BTIG analyst Walter Piecyk was the first naysayer for the company, who, to the amazement of many, downgraded the stock from Buy to Hold ahead of its recent decline. What was Piecyk’s reasoning? Apple’s biggest earnings driver, the iPhone, was likely to see a drop in sales, he said. The analyst reasoned that wireless carriers such as AT&T (NYSE:T) and Verizon (NYSE:VZ), having subsidized the company’s smartphone for years to encourage buyers, were going to stop taking those losses.
“Investors should take a breather and take a moment to consider the changing dynamics in the post-paid wireless industry, which has seen margins squeezed by the frequent upgrade activity of iPhone customers, and the sustainability of a $600 iPhone and possible need for a price cut,” he wrote. The idea was that carriers would now try to promote alternatives such as phones that run on Google’s (NASDAQ:GOOG) Android and Microsoft’s Windows systems, which often cost decidedly less.
Another rumor still floating around concerns the big-selling tablet. Reports that Apple may soon be launching a new, lower-margin “iPad mini,” which would cost only $250 and hurt sales of the traditional and more expensive iPad, are alive and well. However, with Apple expanding in growing markets like China, the expected launch of the new iPhone this fall, and reports that the long-awaited Apple TV may also be on its way, predictions that all hell will break lose seem overstated.
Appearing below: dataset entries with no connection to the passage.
//! # ONNX Embedding Engine
//!
//! Pure Rust implementation of embedding generation using ONNX Runtime
//! and the all-MiniLM-L6-v2 model.
//!
//! ## Pipeline
//!
//! - Tokenize with the HuggingFace tokenizer (truncated to the model's
//!   maximum sequence length)
//! - Run the transformer, read `last_hidden_state`
//! - Mean pooling over tokens, weighted by the attention mask
//! - L2 normalization
//!
//! ## Usage
//!
//! ```ignore
//! let mut engine = OnnxEmbeddingEngine::new("model.onnx", "tokenizer.json", &OnnxConfig::default())?;
//! let embeddings = engine.embed_texts(&["Hello world".to_string()])?;
//! assert_eq!(embeddings[0].len(), 384);
//! ```

use crate::models::{Embedding, EmbeddingError, ModelConfig};
use ndarray::ArrayViewD;
use ort::session::{builder::GraphOptimizationLevel, Session};
use ort::value::Tensor;
use tokenizers::{Tokenizer, TruncationParams};
use tracing::{debug, info, instrument};

/// Smallest norm used when normalizing, so zero vectors stay zero
const NORM_EPSILON: f32 = 1e-12;

/// Configuration for ONNX Runtime
#[derive(Debug, Clone)]
pub struct OnnxConfig {
    /// Path to ONNX Runtime library (DLL/so/dylib), empty to use the bundled one
    pub library_path: String,
    /// Thread pool size for inference
    pub thread_pool_size: usize,
    /// Maximum sequence length in tokens
    pub max_seq_length: usize,
}

impl Default for OnnxConfig {
    fn default() -> Self {
        Self {
            library_path: String::new(),
            thread_pool_size: 4,
            max_seq_length: 256,
        }
    }
}

impl From<&ModelConfig> for OnnxConfig {
    fn from(config: &ModelConfig) -> Self {
        Self {
            library_path: config.onnx_runtime_path.clone(),
            thread_pool_size: config.num_threads,
            max_seq_length: config.max_sequence_length,
        }
    }
}

/// ONNX-based embedding engine for generating text embeddings
#[derive(Debug)]
pub struct OnnxEmbeddingEngine {
    /// ONNX Runtime session for model inference
    session: Session,
    /// HuggingFace tokenizer for text preprocessing
    tokenizer: Tokenizer,
}

impl OnnxEmbeddingEngine {
    /// Create a new ONNX embedding engine
    ///
    /// # Arguments
    /// * `model_path` - Path to the ONNX model file (model.onnx)
    /// * `tokenizer_path` - Path to the tokenizer configuration file (tokenizer.json)
    /// * `onnx_config` - ONNX Runtime configuration
    pub fn new(
        model_path: &str,
        tokenizer_path: &str,
        onnx_config: &OnnxConfig,
    ) -> Result<Self, EmbeddingError> {
        info!("Initializing ONNX embedding engine with model: {}", model_path);

        if !std::path::Path::new(model_path).exists() {
            return Err(EmbeddingError::ModelLoadFailed {
                error: format!("ONNX model file not found: {}", model_path),
            });
        }

        // Must be set before the first session is built
        if !onnx_config.library_path.is_empty() {
            std::env::set_var("ORT_DYLIB_PATH", &onnx_config.library_path);
            debug!("Set ORT_DYLIB_PATH to: {}", onnx_config.library_path);
        }

        let session = Session::builder()?
            .with_optimization_level(GraphOptimizationLevel::Level3)?
            .with_intra_threads(onnx_config.thread_pool_size)?
            .commit_from_file(model_path)
            .map_err(|e| EmbeddingError::ModelLoadFailed {
                error: format!("Failed to load ONNX model: {}", e),
            })?;

        let mut tokenizer = Tokenizer::from_file(tokenizer_path)
            .map_err(|e| EmbeddingError::ModelLoadFailed {
                error: format!("Failed to load tokenizer: {}", e),
            })?;

        // Padding is never needed, sentences are run one at a time
        tokenizer.with_padding(None);
        tokenizer
            .with_truncation(Some(TruncationParams {
                max_length: onnx_config.max_seq_length,
                ..Default::default()
            }))
            .map_err(|e| EmbeddingError::ModelLoadFailed {
                error: format!("Failed to configure tokenizer truncation: {}", e),
            })?;

        info!(
            "ONNX embedding engine initialized with {} threads, max sequence length {}",
            onnx_config.thread_pool_size, onnx_config.max_seq_length
        );
        Ok(Self { session, tokenizer })
    }

    /// Generate embeddings for a list of texts
    ///
    /// Returns one L2-normalized vector per input, in input order. Blocks the
    /// calling thread for the duration of inference.
    #[instrument(skip(self, texts), fields(text_count = texts.len()))]
    pub fn embed_texts(&mut self, texts: &[String]) -> Result<Vec<Embedding>, EmbeddingError> {
        let mut embeddings = Vec::with_capacity(texts.len());

        for text in texts {
            let encoding = self.tokenizer.encode(text.as_str(), true)
                .map_err(|e| EmbeddingError::EmbeddingFailed {
                    error: format!("Tokenization failed: {}", e),
                })?;

            let attention_mask = encoding.get_attention_mask();
            let seq_len = encoding.get_ids().len();

            let input_ids_vec: Vec<i64> = encoding.get_ids().iter().map(|&x| x as i64).collect();
            let attention_mask_vec: Vec<i64> = attention_mask.iter().map(|&x| x as i64).collect();
            let token_type_ids_vec: Vec<i64> = encoding.get_type_ids().iter().map(|&x| x as i64).collect();

            // [batch_size=1, seq_len]
            let input_ids_tensor = Tensor::from_array(([1i64, seq_len as i64], input_ids_vec))
                .map_err(|e| tensor_error("input_ids", e))?;
            let attention_mask_tensor = Tensor::from_array(([1i64, seq_len as i64], attention_mask_vec))
                .map_err(|e| tensor_error("attention_mask", e))?;
            let token_type_ids_tensor = Tensor::from_array(([1i64, seq_len as i64], token_type_ids_vec))
                .map_err(|e| tensor_error("token_type_ids", e))?;

            let outputs = self.session.run(vec![
                ("input_ids", input_ids_tensor),
                ("attention_mask", attention_mask_tensor),
                ("token_type_ids", token_type_ids_tensor),
            ])
            .map_err(|e| EmbeddingError::EmbeddingFailed {
                error: format!("ONNX inference failed: {}", e),
            })?;

            let (shape, data) = outputs["last_hidden_state"]
                .try_extract_tensor::<f32>()
                .map_err(|e| EmbeddingError::EmbeddingFailed {
                    error: format!("Failed to extract output tensor: {}", e),
                })?;

            let dims: Vec<usize> = shape.iter().map(|&x| x as usize).collect();
            let output_array = ndarray::ArrayView::from_shape(dims.as_slice(), data)
                .map_err(|e| EmbeddingError::EmbeddingFailed {
                    error: format!("Failed to create output array view: {:?}", e),
                })?;

            let pooled = mean_pooling(&output_array, attention_mask)?;
            embeddings.push(normalize_embedding(&pooled));
        }

        debug!("Generated {} embeddings", embeddings.len());
        Ok(embeddings)
    }
}

fn tensor_error(name: &str, error: ort::Error) -> EmbeddingError {
    EmbeddingError::EmbeddingFailed {
        error: format!("Failed to create {} tensor: {}", name, error),
    }
}

/// Apply mean pooling to the token embeddings
///
/// `output_tensor` is `[1, seq_len, hidden_size]`; tokens whose attention mask
/// is zero do not contribute.
pub(crate) fn mean_pooling(
    output_tensor: &ArrayViewD<f32>,
    attention_mask: &[u32],
) -> Result<Vec<f32>, EmbeddingError> {
    let shape = output_tensor.shape();
    if shape.len() != 3 {
        return Err(EmbeddingError::EmbeddingFailed {
            error: format!("Expected 3D output tensor, got {}D", shape.len()),
        });
    }

    let seq_len = shape[1];
    let hidden_size = shape[2];

    if attention_mask.len() != seq_len {
        return Err(EmbeddingError::EmbeddingFailed {
            error: format!(
                "Attention mask length {} doesn't match sequence length {}",
                attention_mask.len(),
                seq_len
            ),
        });
    }

    let mut pooled = vec![0.0f32; hidden_size];
    let mut mask_sum = 0.0f32;

    for (seq_idx, &mask) in attention_mask.iter().enumerate() {
        if mask == 0 {
            continue;
        }
        let weight = mask as f32;
        for (hidden_idx, value) in pooled.iter_mut().enumerate() {
            *value += output_tensor[[0, seq_idx, hidden_idx]] * weight;
        }
        mask_sum += weight;
    }

    // Same clamp as sentence-transformers
    let divisor = mask_sum.max(1e-9);
    for value in &mut pooled {
        *value /= divisor;
    }

    Ok(pooled)
}

/// L2-normalize an embedding
pub(crate) fn normalize_embedding(embedding: &[f32]) -> Vec<f32> {
    let norm = embedding.iter().map(|x| x * x).sum::<f32>().sqrt().max(NORM_EPSILON);
    embedding.iter().map(|x| x / norm).collect()
}

#[cfg(test)]
mod tests {
    use super::*;
    use ndarray::{Array3, IxDyn};

    #[test]
    fn test_mean_pooling_ignores_masked_tokens() {
        // seq_len = 3, hidden = 2; the last token is padding
        let data = vec![1.0, 2.0, 3.0, 4.0, 100.0, 100.0];
        let array = Array3::from_shape_vec((1, 3, 2), data).unwrap().into_dyn();

        let pooled = mean_pooling(&array.view(), &[1, 1, 0]).unwrap();
        assert_eq!(pooled, vec![2.0, 3.0]);
    }

    #[test]
    fn test_mean_pooling_rejects_bad_shapes() {
        let array = ndarray::ArrayD::<f32>::zeros(IxDyn(&[1, 4]));
        assert!(mean_pooling(&array.view(), &[1, 1, 1, 1]).is_err());

        let array = ndarray::ArrayD::<f32>::zeros(IxDyn(&[1, 2, 3]));
        assert!(mean_pooling(&array.view(), &[1]).is_err());
    }

    #[test]
    fn test_normalize_embedding() {
        let normalized = normalize_embedding(&[3.0, 4.0]);
        assert!((normalized[0] - 0.6).abs() < 1e-6);
        assert!((normalized[1] - 0.8).abs() < 1e-6);

        // Zero vectors stay zero instead of producing NaN
        let zeros = normalize_embedding(&[0.0, 0.0, 0.0]);
        assert_eq!(zeros, vec![0.0, 0.0, 0.0]);
    }

    #[test]
    fn test_onnx_config_from_model_config() {
        let mut model = ModelConfig::default();
        model.num_threads = 2;
        model.max_sequence_length = 128;

        let config = OnnxConfig::from(&model);
        assert_eq!(config.thread_pool_size, 2);
        assert_eq!(config.max_seq_length, 128);
        assert!(config.library_path.is_empty());
    }

    #[test]
    fn test_missing_model_file() {
        let result = OnnxEmbeddingEngine::new(
            "does/not/exist/model.onnx",
            "does/not/exist/tokenizer.json",
            &OnnxConfig::default(),
        );
        assert!(matches!(result, Err(EmbeddingError::ModelLoadFailed { .. })));
    }
}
3. Will shares go to $1000 and beyond?
Topeka Capital analyst Brian White first created the big buzz earlier this month after dropping the four-figure mark. White declared a $1,001 target price for Apple’s shares, adding that “Apple fever is spreading like a wildfire around the world and we see no end in sight to this trend. Gene Munster’s Piper Jaffray supported that assertion, predicting a run to $1,000 by 2014. If that happens, Apple will become the world’s first trillion-dollar company.
At its top level of $636.23, Apple was close to overtaking Microsoft’s all-time high market capitalization for a U.S. company of $619 billion from December 1999. Average price targets dropped to just under $700, but were up around $750 on Monday afternoon. Some analysts say Apple’s shares remain fairly valued to slightly undervalued.
For now, whether Apple managed to keep up a profit margin of more than 50 percent for the most recent quarter is the most important question for those trying to decipher where the company’s stock is headed.